Which lines of the entries hold the string "emeta"? Copy each one.

● Recorded information
--------------------------------------------------
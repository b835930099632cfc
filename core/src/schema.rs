//! The schema contract: endpoints as types.
//!
//! # Design
//! A schema is a marker type. Each endpoint is another marker type that
//! implements [`Endpoint`] and names its schema, verb, path template and the
//! shapes of its body, path parameters, query and response. The compiler
//! then enforces what a call site must pass:
//!
//! | declared as      | call site                         |
//! |------------------|-----------------------------------|
//! | `T`              | required, must be a `T`           |
//! | `Option<T>`      | optional                          |
//! | [`Absent`]       | forbidden, only `Absent` fits     |
//! | [`FreeQuery`]    | any key/value map (query default) |
//!
//! Body and params default to `Absent` when undeclared; query defaults to
//! `FreeQuery`, so an endpoint that says nothing about its query accepts any.
//!
//! [`api_schema!`](crate::api_schema) writes the marker types and impls.

use std::collections::BTreeMap;

use serde::de::DeserializeOwned;
use serde::{Deserialize, Serialize};
use serde_json::Value;

use crate::config::RequestConfig;
use crate::http::HttpMethod;

/// Marker for a schema: the set of endpoints one client may call.
pub trait Schema {
    /// Shape of failure response bodies, decoded by
    /// [`TypedClient::error_body`](crate::TypedClient::error_body).
    type ErrorBody: DeserializeOwned;
}

/// Type-level HTTP verb.
pub trait Verb {
    fn method() -> HttpMethod;
}

macro_rules! verbs {
    ($($name:ident => $method:ident),* $(,)?) => {
        $(
            #[derive(Debug, Clone, Copy, Default, PartialEq, Eq)]
            pub struct $name;

            impl Verb for $name {
                fn method() -> HttpMethod {
                    HttpMethod::$method
                }
            }
        )*
    };
}

/// Marker types for the standard verbs.
pub mod verb {
    use super::Verb;
    use crate::http::HttpMethod;

    verbs! {
        Get => Get,
        Post => Post,
        Put => Put,
        Delete => Delete,
        Patch => Patch,
        Head => Head,
        Options => Options,
    }
}

/// One entry of a schema.
pub trait Endpoint {
    type Schema: Schema;
    type Verb: Verb;

    /// Path template, possibly with `:name` placeholders. May also be an
    /// arbitrary key resolved by the transport's base URL.
    const PATH: &'static str;

    type Body: Serialize;
    type Params: Serialize;
    type Query: Serialize;
    type Response: DeserializeOwned;

    /// Transport overrides applied to every call of this endpoint, beneath
    /// the call site's own config.
    fn config() -> RequestConfig {
        RequestConfig::default()
    }
}

/// The value of an option the endpoint does not take.
#[derive(Debug, Clone, Copy, Default, PartialEq, Eq, Serialize, Deserialize)]
pub struct Absent;

/// Query for endpoints that do not declare one: any keys, any JSON values.
pub type FreeQuery = BTreeMap<String, Value>;

/// Option shapes a caller may leave out.
pub trait Omittable: Default {}

impl Omittable for Absent {}
impl<T> Omittable for Option<T> {}
impl Omittable for FreeQuery {}

/// Declare a schema and its endpoints.
///
/// ```
/// use serde::{Deserialize, Serialize};
///
/// #[derive(Serialize)]
/// pub struct UserId { pub id: u32 }
///
/// #[derive(Deserialize)]
/// pub struct User { pub id: u32, pub name: String }
///
/// typed_http::api_schema! {
///     pub struct Api;
///
///     GET "/users/:id" => pub GetUser { params: UserId, response: User };
///     GET "/health" => pub Health { response: () };
/// }
/// ```
///
/// Fields must appear in the order `body`, `params`, `query`, `config`,
/// `response`; only `response` is mandatory. `config` is an expression
/// evaluating to a [`RequestConfig`] applied beneath every call's own config.
/// The schema may name a failure body type with
/// `pub struct Api { error: ApiError };` (default `serde_json::Value`).
/// Verbs other than the standard seven name a user type implementing
/// [`Verb`].
#[macro_export]
macro_rules! api_schema {
    (@or [] $default:ty) => { $default };
    (@or [$declared:ty] $default:ty) => { $declared };

    (@verb GET) => { $crate::verb::Get };
    (@verb POST) => { $crate::verb::Post };
    (@verb PUT) => { $crate::verb::Put };
    (@verb DELETE) => { $crate::verb::Delete };
    (@verb PATCH) => { $crate::verb::Patch };
    (@verb HEAD) => { $crate::verb::Head };
    (@verb OPTIONS) => { $crate::verb::Options };
    (@verb $custom:ident) => { $custom };

    (
        $(#[$meta:meta])*
        $vis:vis struct $schema:ident $({ error: $error:ty $(,)? })?;

        $(
            $verb:ident $path:literal => $(#[$emeta:meta])* $evis:vis $name:ident {
                $(body: $body:ty,)?
                $(params: $params:ty,)?
                $(query: $query:ty,)?
                $(config: $config:expr,)?
                response: $response:ty $(,)?
            }
        );* $(;)?
    ) => {
        $(#[$meta])*
        #[derive(Debug, Clone, Copy, Default, PartialEq, Eq)]
        $vis struct $schema;

        impl $crate::Schema for $schema {
            type ErrorBody = $crate::api_schema!(@or [$($error)?] $crate::__private::Value);
        }

        $(
            $(#[$emeta])*
            #[derive(Debug, Clone, Copy, Default, PartialEq, Eq)]
            $evis struct $name;

            impl $crate::Endpoint for $name {
                type Schema = $schema;
                type Verb = $crate::api_schema!(@verb $verb);
                const PATH: &'static str = $path;
                type Body = $crate::api_schema!(@or [$($body)?] $crate::Absent);
                type Params = $crate::api_schema!(@or [$($params)?] $crate::Absent);
                type Query = $crate::api_schema!(@or [$($query)?] $crate::FreeQuery);
                type Response = $response;

                $(
                    fn config() -> $crate::RequestConfig {
                        $config
                    }
                )?
            }
        )*
    };
}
--------------------------------------------------
● Output of the task
            $verb:ident $path:literal => $(#[$emeta:meta])* $evis:vis $name:ident {
            $(#[$emeta])*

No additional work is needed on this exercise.